(Collected data entries)
☆ ☆ ☆

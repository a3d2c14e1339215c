//! Centralized progress reporting
//!
//! Bars for archive downloads and archive checks, plus a spinner for the
//! stretches spent waiting on the portal or the inbox.

use human_bytes::human_bytes;
use indicatif::{ProgressBar, ProgressStyle as IndicatifStyle};
use std::time::Duration;

/// Progress display style
#[derive(Debug, Clone, Copy)]
pub enum ProgressStyle {
    Download,
    Check,
    Wait,
}

/// Create a progress bar with the specified style
pub fn create_progress_bar(total: u64, style: ProgressStyle) -> ProgressBar {
    let bar = match style {
        ProgressStyle::Wait => ProgressBar::new_spinner(),
        _ => ProgressBar::new(total),
    };
    apply_style(&bar, style);
    bar.enable_steady_tick(Duration::from_millis(100));
    bar
}

/// Progress bar for a download whose size may be unknown
pub fn download_bar(total: Option<u64>, quiet: bool) -> ProgressBar {
    if quiet {
        return ProgressBar::hidden();
    }
    match total {
        Some(total) => create_progress_bar(total, ProgressStyle::Download),
        None => create_progress_bar(0, ProgressStyle::Wait),
    }
}

/// Bar counting archives as they are checked
pub fn check_bar(total: u64, quiet: bool) -> ProgressBar {
    if quiet {
        return ProgressBar::hidden();
    }
    create_progress_bar(total, ProgressStyle::Check)
}

fn template(template: &str, fallback: IndicatifStyle) -> IndicatifStyle {
    IndicatifStyle::with_template(template).unwrap_or(fallback)
}

/// Apply a style to an existing progress bar
pub fn apply_style(bar: &ProgressBar, style: ProgressStyle) {
    match style {
        ProgressStyle::Download => {
            bar.set_style(
                template(
                    "[{bar:40.cyan/blue}] {percent:>3}% {bytes:>10}/{total_bytes:<10} {bytes_per_sec:>12} ETA {eta:>5} {msg}",
                    IndicatifStyle::default_bar(),
                )
                .progress_chars("━━╸ ")
                .with_key("eta", |state: &indicatif::ProgressState, w: &mut dyn std::fmt::Write| {
                    let _ = write!(w, "{:>5.0}s", state.eta().as_secs_f64());
                })
                .with_key("bytes_per_sec", |state: &indicatif::ProgressState, w: &mut dyn std::fmt::Write| {
                    let bytes_per_sec = state.per_sec();
                    if bytes_per_sec > 1_048_576.0 {
                        let _ = write!(w, "{:>7.2} MiB/s", bytes_per_sec / 1_048_576.0);
                    } else if bytes_per_sec > 1024.0 {
                        let _ = write!(w, "{:>7.2} KiB/s", bytes_per_sec / 1024.0);
                    } else {
                        let _ = write!(w, "{:>7.0}  B/s", bytes_per_sec);
                    }
                })
            );
        }
        ProgressStyle::Check => {
            bar.set_style(
                template("[{bar:40.green}] {pos}/{len} {msg}", IndicatifStyle::default_bar())
                    .progress_chars("━━╸ "),
            );
        }
        ProgressStyle::Wait => {
            bar.set_style(template(
                "{spinner:.yellow} {elapsed:>4} {msg}",
                IndicatifStyle::default_spinner(),
            ));
        }
    }
}

/// One-line outcome of a download run
pub fn format_run_summary(verified: usize, total: usize, bytes_downloaded: u64, failed: usize) -> String {
    if failed == 0 {
        format!(
            "({}/{}) ✓ Verified, downloaded {}",
            verified,
            total,
            human_bytes(bytes_downloaded as f64)
        )
    } else {
        format!(
            "({}/{}) ⚠ Verified, downloaded {} ({} failed)",
            verified,
            total,
            human_bytes(bytes_downloaded as f64),
            failed
        )
    }
}
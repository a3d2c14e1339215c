use async_trait::async_trait;
use serde::{Deserialize, Serialize};
use std::io::Write;
use std::path::{Path, PathBuf};

use super::station::InventoryStation;
use crate::error::{DlTdvmsError, StateError};

type Result<T> = std::result::Result<T, DlTdvmsError>;

/// A seismic network known to the portal
#[derive(Debug, Clone, PartialEq, Serialize, Deserialize)]
pub struct Network {
    pub code: String,
    #[serde(default)]
    pub description: Option<String>,
}

/// Somewhere the full network and station lists can be read from
#[async_trait]
pub trait InventorySource: Send + Sync {
    async fn networks(&self) -> Result<Vec<Network>>;

    async fn stations(&self, networks: &[String]) -> Result<Vec<InventoryStation>>;
}

/// Inventory source that keeps a JSON copy of each list on disk.
///
/// The portal's station list changes rarely, so repeated runs of the same
/// campaign reuse `networks.json` and `stations.json` from the cache directory
/// unless `refresh` is set.
pub struct CachedInventory<S> {
    inner: S,
    dir: PathBuf,
    refresh: bool,
}

impl<S: InventorySource> CachedInventory<S> {
    pub fn new(inner: S, dir: impl Into<PathBuf>, refresh: bool) -> Self {
        Self {
            inner,
            dir: dir.into(),
            refresh,
        }
    }

    fn networks_path(&self) -> PathBuf {
        self.dir.join("networks.json")
    }

    fn stations_path(&self) -> PathBuf {
        self.dir.join("stations.json")
    }
}

#[async_trait]
impl<S: InventorySource> InventorySource for CachedInventory<S> {
    async fn networks(&self) -> Result<Vec<Network>> {
        let path = self.networks_path();
        if !self.refresh {
            if let Some(cached) = read_cache(&path)? {
                return Ok(cached);
            }
        }
        let networks = self.inner.networks().await?;
        write_cache(&path, &networks)?;
        Ok(networks)
    }

    /// The cache always holds every known network, so the requested
    /// subset is filtered by the resolver rather than here.
    async fn stations(&self, networks: &[String]) -> Result<Vec<InventoryStation>> {
        let path = self.stations_path();
        if !self.refresh {
            if let Some(cached) = read_cache(&path)? {
                return Ok(cached);
            }
        }
        let stations = self.inner.stations(networks).await?;
        write_cache(&path, &stations)?;
        Ok(stations)
    }
}

fn read_cache<T: serde::de::DeserializeOwned>(path: &Path) -> Result<Option<T>> {
    if !path.is_file() {
        return Ok(None);
    }
    let content = std::fs::read(path).map_err(|source| StateError::Io {
        path: path.to_path_buf(),
        source,
    })?;
    match serde_json::from_slice(&content) {
        Ok(value) => {
            tracing::debug!("Using cached inventory: {}", path.display());
            Ok(Some(value))
        }
        Err(e) => {
            tracing::warn!("Ignoring unreadable inventory cache {}: {}", path.display(), e);
            Ok(None)
        }
    }
}

fn write_cache<T: Serialize>(path: &Path, value: &T) -> Result<()> {
    let io_err = |source: std::io::Error| StateError::Io {
        path: path.to_path_buf(),
        source,
    };
    let dir = path
        .parent()
        .filter(|p| !p.as_os_str().is_empty())
        .unwrap_or_else(|| Path::new("."));
    std::fs::create_dir_all(dir).map_err(io_err)?;
    let json = serde_json::to_vec_pretty(value).map_err(|source| StateError::Corrupt {
        path: path.to_path_buf(),
        source,
    })?;

    let mut tmp = tempfile::NamedTempFile::new_in(dir).map_err(io_err)?;
    tmp.write_all(&json).map_err(io_err)?;
    tmp.persist(path).map_err(|e| io_err(e.error))?;
    Ok(())
}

☆ ☆ ☆

◆ TASK INSTRUCTIONS ◆
Each record should be transcribed exactly as it was written.

◆ FINISHED EXERCISE ◆
repository a3d2c14e1339215c
//! Centralized progress reporting
//!
//! Bars for archive downloads and archive checks, plus a spinner for the
//! stretches spent waiting on the portal or the inbox.

use human_bytes::human_bytes;
use indicatif::{ProgressBar, ProgressStyle as IndicatifStyle};
use std::time::Duration;

/// Progress display style
#[derive(Debug, Clone, Copy)]
pub enum ProgressStyle {
    Download,
    Check,
    Wait,
}

/// Create a progress bar with the specified style
pub fn create_progress_bar(total: u64, style: ProgressStyle) -> ProgressBar {
    let bar = match style {
        ProgressStyle::Wait => ProgressBar::new_spinner(),
        _ => ProgressBar::new(total),
    };
    apply_style(&bar, style);
    bar.enable_steady_tick(Duration::from_millis(100));
    bar
}

/// Progress bar for a download whose size may be unknown
pub fn download_bar(total: Option<u64>, quiet: bool) -> ProgressBar {
    if quiet {
        return ProgressBar::hidden();
    }
    match total {
        Some(total) => create_progress_bar(total, ProgressStyle::Download),
        None => create_progress_bar(0, ProgressStyle::Wait),
    }
}

/// Bar counting archives as they are checked
pub fn check_bar(total: u64, quiet: bool) -> ProgressBar {
    if quiet {
        return ProgressBar::hidden();
    }
    create_progress_bar(total, ProgressStyle::Check)
}

fn template(template: &str, fallback: IndicatifStyle) -> IndicatifStyle {
    IndicatifStyle::with_template(template).unwrap_or(fallback)
}

/// Apply a style to an existing progress bar
pub fn apply_style(bar: &ProgressBar, style: ProgressStyle) {
    match style {
        ProgressStyle::Download => {
            bar.set_style(
                template(
                    "[{bar:40.cyan/blue}] {percent:>3}% {bytes:>10}/{total_bytes:<10} {bytes_per_sec:>12} ETA {eta:>5} {msg}",
                    IndicatifStyle::default_bar(),
                )
                .progress_chars("━━╸ ")
                .with_key("eta", |state: &indicatif::ProgressState, w: &mut dyn std::fmt::Write| {
                    let _ = write!(w, "{:>5.0}s", state.eta().as_secs_f64());
                })
                .with_key("bytes_per_sec", |state: &indicatif::ProgressState, w: &mut dyn std::fmt::Write| {
                    let bytes_per_sec = state.per_sec();
                    if bytes_per_sec > 1_048_576.0 {
                        let _ = write!(w, "{:>7.2} MiB/s", bytes_per_sec / 1_048_576.0);
                    } else if bytes_per_sec > 1024.0 {
                        let _ = write!(w, "{:>7.2} KiB/s", bytes_per_sec / 1024.0);
                    } else {
                        let _ = write!(w, "{:>7.0}  B/s", bytes_per_sec);
                    }
                })
            );
        }
        ProgressStyle::Check => {
            bar.set_style(
                template("[{bar:40.green}] {pos}/{len} {msg}", IndicatifStyle::default_bar())
                    .progress_chars("━━╸ "),
            );
        }
        ProgressStyle::Wait => {
            bar.set_style(template(
                "{spinner:.yellow} {elapsed:>4} {msg}",
                IndicatifStyle::default_spinner(),
            ));
        }
    }
}

/// One-line outcome of a download run
pub fn format_run_summary(verified: usize, total: usize, bytes_downloaded: u64, failed: usize) -> String {
    if failed == 0 {
        format!(
            "({}/{}) ✓ Verified, downloaded {}",
            verified,
            total,
            human_bytes(bytes_downloaded as f64)
        )
    } else {
        format!(
            "({}/{}) ⚠ Verified, downloaded {} ({} failed)",
            verified,
            total,
            human_bytes(bytes_downloaded as f64),
            failed
        )
    }
}
repository a3d2c14e1339215c
use async_trait::async_trait;
use serde::{Deserialize, Serialize};
use std::io::Write;
use std::path::{Path, PathBuf};

use super::station::InventoryStation;
use crate::error::{DlTdvmsError, StateError};

type Result<T> = std::result::Result<T, DlTdvmsError>;

/// A seismic network known to the portal
#[derive(Debug, Clone, PartialEq, Serialize, Deserialize)]
pub struct Network {
    pub code: String,
    #[serde(default)]
    pub description: Option<String>,
}

/// Somewhere the full network and station lists can be read from
#[async_trait]
pub trait InventorySource: Send + Sync {
    async fn networks(&self) -> Result<Vec<Network>>;

    async fn stations(&self, networks: &[String]) -> Result<Vec<InventoryStation>>;
}

/// Inventory source that keeps a JSON copy of each list on disk.
///
/// The portal's station list changes rarely, so repeated runs of the same
/// campaign reuse `networks.json` and `stations.json` from the cache directory
/// unless `refresh` is set.
pub struct CachedInventory<S> {
    inner: S,
    dir: PathBuf,
    refresh: bool,
}

impl<S: InventorySource> CachedInventory<S> {
    pub fn new(inner: S, dir: impl Into<PathBuf>, refresh: bool) -> Self {
        Self {
            inner,
            dir: dir.into(),
            refresh,
        }
    }

    fn networks_path(&self) -> PathBuf {
        self.dir.join("networks.json")
    }

    fn stations_path(&self) -> PathBuf {
        self.dir.join("stations.json")
    }
}

#[async_trait]
impl<S: InventorySource> InventorySource for CachedInventory<S> {
    async fn networks(&self) -> Result<Vec<Network>> {
        let path = self.networks_path();
        if !self.refresh {
            if let Some(cached) = read_cache(&path)? {
                return Ok(cached);
            }
        }
        let networks = self.inner.networks().await?;
        write_cache(&path, &networks)?;
        Ok(networks)
    }

    /// The cache always holds every known network, so the requested
    /// subset is filtered by the resolver rather than here.
    async fn stations(&self, networks: &[String]) -> Result<Vec<InventoryStation>> {
        let path = self.stations_path();
        if !self.refresh {
            if let Some(cached) = read_cache(&path)? {
                return Ok(cached);
            }
        }
        let stations = self.inner.stations(networks).await?;
        write_cache(&path, &stations)?;
        Ok(stations)
    }
}

fn read_cache<T: serde::de::DeserializeOwned>(path: &Path) -> Result<Option<T>> {
    if !path.is_file() {
        return Ok(None);
    }
    let content = std::fs::read(path).map_err(|source| StateError::Io {
        path: path.to_path_buf(),
        source,
    })?;
    match serde_json::from_slice(&content) {
        Ok(value) => {
            tracing::debug!("Using cached inventory: {}", path.display());
            Ok(Some(value))
        }
        Err(e) => {
            tracing::warn!("Ignoring unreadable inventory cache {}: {}", path.display(), e);
            Ok(None)
        }
    }
}

fn write_cache<T: Serialize>(path: &Path, value: &T) -> Result<()> {
    let io_err = |source: std::io::Error| StateError::Io {
        path: path.to_path_buf(),
        source,
    };
    let dir = path
        .parent()
        .filter(|p| !p.as_os_str().is_empty())
        .unwrap_or_else(|| Path::new("."));
    std::fs::create_dir_all(dir).map_err(io_err)?;
    let json = serde_json::to_vec_pretty(value).map_err(|source| StateError::Corrupt {
        path: path.to_path_buf(),
        source,
    })?;

    let mut tmp = tempfile::NamedTempFile::new_in(dir).map_err(io_err)?;
    tmp.write_all(&json).map_err(io_err)?;
    tmp.persist(path).map_err(|e| io_err(e.error))?;
    Ok(())
}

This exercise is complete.